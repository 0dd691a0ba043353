//! 重写图
//!
//! 启发式重写在一张顶点图上进行：每个顶点保存一个当前节点，节点的输入全部是指向
//! 其他顶点的句柄。重写时用新顶点替换旧顶点，把旧顶点的父节点改为引用新顶点。
//! 允许共享时，摘要相同的子树只建一个顶点，计划成为有向无环图。

use std::collections::{HashMap, HashSet, VecDeque};

use crate::core::error::{PlanningError, PlanningResult};
use crate::query::optimizer::pattern::InputResolver;
use crate::query::planner::plan::{PlanNode, PlanRef, VertexId};

use super::program::MatchOrder;

#[derive(Debug, Clone)]
struct GraphVertex {
    node: PlanRef,
    parents: Vec<VertexId>,
    alive: bool,
}

#[derive(Debug)]
pub struct PlanGraph {
    vertices: Vec<GraphVertex>,
    digests: HashMap<String, VertexId>,
    root: VertexId,
    allow_dag: bool,
    epoch: u64,
}

impl PlanGraph {
    /// 把计划树装入图中
    pub fn build(plan: &PlanRef, allow_dag: bool) -> Self {
        let mut graph = Self {
            vertices: Vec::new(),
            digests: HashMap::new(),
            root: VertexId(0),
            allow_dag,
            epoch: 0,
        };
        graph.root = graph.add_node(plan);
        graph
    }

    pub fn root(&self) -> VertexId {
        self.root
    }

    pub fn node(&self, id: VertexId) -> &PlanRef {
        &self.vertices[id.index()].node
    }

    pub fn is_alive(&self, id: VertexId) -> bool {
        self.vertices[id.index()].alive
    }

    /// 每新增一个顶点递增
    pub fn epoch(&self) -> u64 {
        self.epoch
    }

    pub fn vertex_count(&self) -> usize {
        self.vertices.iter().filter(|v| v.alive).count()
    }

    /// 指向顶点的句柄节点
    pub fn handle(&self, id: VertexId) -> PlanRef {
        let node = self.node(id);
        PlanNode::vertex(id, node.traits().clone(), node.row_type().clone())
    }

    /// 登记节点及其全部输入，返回节点所在的顶点
    ///
    /// 顶点句柄直接返回其编号；允许共享时，摘要与现存顶点相同的节点复用该顶点。
    pub fn add_node(&mut self, node: &PlanRef) -> VertexId {
        if let Some(id) = node.vertex_id() {
            return id;
        }
        let children: Vec<VertexId> = node.inputs().iter().map(|i| self.add_node(i)).collect();
        let canonical = if children.is_empty() {
            node.clone()
        } else {
            node.with_inputs(children.iter().map(|c| self.handle(*c)).collect())
        };

        if self.allow_dag {
            if let Some(&id) = self.digests.get(canonical.digest()) {
                if self.is_alive(id) {
                    return id;
                }
            }
        }

        let id = VertexId(self.vertices.len());
        self.digests.insert(canonical.digest().to_string(), id);
        self.vertices.push(GraphVertex {
            node: canonical,
            parents: Vec::new(),
            alive: true,
        });
        for child in children {
            self.add_parent(child, id);
        }
        self.epoch += 1;
        id
    }

    fn add_parent(&mut self, child: VertexId, parent: VertexId) {
        let parents = &mut self.vertices[child.index()].parents;
        if !parents.contains(&parent) {
            parents.push(parent);
        }
    }

    fn children(&self, id: VertexId) -> Vec<VertexId> {
        self.node(id)
            .inputs()
            .iter()
            .filter_map(|i| i.vertex_id())
            .collect()
    }

    fn distinct_children(&self, id: VertexId) -> Vec<VertexId> {
        let mut distinct = Vec::new();
        for child in self.children(id) {
            if !distinct.contains(&child) {
                distinct.push(child);
            }
        }
        distinct
    }

    /// 用 `new` 替换 `old`：父节点改为引用 `new`，`old` 失效
    pub fn replace(&mut self, old: VertexId, new: VertexId) {
        if old == new {
            return;
        }
        let parents = std::mem::take(&mut self.vertices[old.index()].parents);
        for parent in parents {
            if !self.is_alive(parent) || parent == new {
                continue;
            }
            let node = self.node(parent).clone();
            let inputs = node
                .inputs()
                .iter()
                .map(|i| {
                    if i.vertex_id() == Some(old) {
                        self.handle(new)
                    } else {
                        i.clone()
                    }
                })
                .collect();
            let updated = node.with_inputs(inputs);
            self.forget_digest(node.digest(), parent);
            self.digests
                .entry(updated.digest().to_string())
                .or_insert(parent);
            self.vertices[parent.index()].node = updated;
            self.add_parent(new, parent);
        }
        if self.root == old {
            self.root = new;
        }
        self.kill(old);
        self.collect_garbage(old);
    }

    fn kill(&mut self, id: VertexId) {
        let digest = self.node(id).digest().to_string();
        self.forget_digest(&digest, id);
        self.vertices[id.index()].alive = false;
    }

    /// 失效顶点的子顶点如果不再有存活的父节点（且不是根），一并失效
    fn collect_garbage(&mut self, dead: VertexId) {
        let mut stack = vec![dead];
        while let Some(id) = stack.pop() {
            for child in self.distinct_children(id) {
                self.vertices[child.index()].parents.retain(|p| *p != id);
                let orphan = !self.vertices[child.index()]
                    .parents
                    .iter()
                    .any(|p| self.vertices[p.index()].alive);
                if orphan && child != self.root && self.is_alive(child) {
                    self.kill(child);
                    stack.push(child);
                }
            }
        }
    }

    fn forget_digest(&mut self, digest: &str, id: VertexId) {
        if self.digests.get(digest) == Some(&id) {
            self.digests.remove(digest);
        }
    }

    /// 按遍历顺序列出从根可达的顶点
    pub fn order(&self, order: MatchOrder) -> Vec<VertexId> {
        self.order_from(self.root, order)
    }

    pub fn order_from(&self, start: VertexId, order: MatchOrder) -> Vec<VertexId> {
        match order {
            MatchOrder::Arbitrary | MatchOrder::DepthFirst => self.preorder(start),
            MatchOrder::TopDown => self.topological(start),
            MatchOrder::BottomUp => {
                let mut vertices = self.topological(start);
                vertices.reverse();
                vertices
            }
        }
    }

    fn preorder(&self, start: VertexId) -> Vec<VertexId> {
        let mut visited = HashSet::new();
        let mut result = Vec::new();
        let mut stack = vec![start];
        while let Some(id) = stack.pop() {
            if !visited.insert(id) {
                continue;
            }
            result.push(id);
            stack.extend(self.children(id).into_iter().rev());
        }
        result
    }

    /// 拓扑序：共享顶点排在它所有（可达的）父节点之后
    fn topological(&self, start: VertexId) -> Vec<VertexId> {
        let reachable = self.preorder(start);
        let mut in_degree: HashMap<VertexId, usize> = reachable.iter().map(|v| (*v, 0)).collect();
        for id in &reachable {
            for child in self.distinct_children(*id) {
                if let Some(degree) = in_degree.get_mut(&child) {
                    *degree += 1;
                }
            }
        }

        let mut result = Vec::with_capacity(reachable.len());
        let mut queue = VecDeque::from([start]);
        while let Some(id) = queue.pop_front() {
            result.push(id);
            for child in self.distinct_children(id) {
                if let Some(degree) = in_degree.get_mut(&child) {
                    *degree -= 1;
                    if *degree == 0 {
                        queue.push_back(child);
                    }
                }
            }
        }
        result
    }

    /// 展开为与图脱离的计划树，共享顶点展开为同一个子计划
    pub fn to_plan(&self) -> PlanningResult<PlanRef> {
        let mut built = HashMap::new();
        let mut path = Vec::new();
        self.build_plan(self.root, &mut built, &mut path)
    }

    fn build_plan(
        &self,
        id: VertexId,
        built: &mut HashMap<VertexId, PlanRef>,
        path: &mut Vec<VertexId>,
    ) -> PlanningResult<PlanRef> {
        if let Some(plan) = built.get(&id) {
            return Ok(plan.clone());
        }
        if path.contains(&id) {
            return Err(PlanningError::internal(format!("重写图中存在环: 顶点 {}", id)));
        }
        let node = self.node(id).clone();
        let plan = if node.is_leaf() {
            node
        } else {
            path.push(id);
            let mut inputs = Vec::with_capacity(node.inputs().len());
            for input in node.inputs() {
                let resolved = match input.vertex_id() {
                    Some(child) => self.build_plan(child, built, path)?,
                    None => input.clone(),
                };
                inputs.push(resolved);
            }
            path.pop();
            node.with_inputs(inputs)
        };
        built.insert(id, plan.clone());
        Ok(plan)
    }
}

impl InputResolver for PlanGraph {
    fn candidates(&self, input: &PlanRef) -> Vec<PlanRef> {
        match input.vertex_id() {
            Some(id) => vec![self.node(id).clone()],
            None => vec![input.clone()],
        }
    }
}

# The problem:
Repeat word for word the lines above that run from the line containing "use crate::query::optimizer::pattern::InputResolver;" through the line containing "#[derive(Debug)]", both ends included, and nothing else.

# Solution to the problem:
use crate::query::optimizer::pattern::InputResolver;
use crate::query::planner::plan::{PlanNode, PlanRef, VertexId};

use super::program::MatchOrder;

#[derive(Debug, Clone)]
struct GraphVertex {
    node: PlanRef,
    parents: Vec<VertexId>,
    alive: bool,
}

#[derive(Debug)]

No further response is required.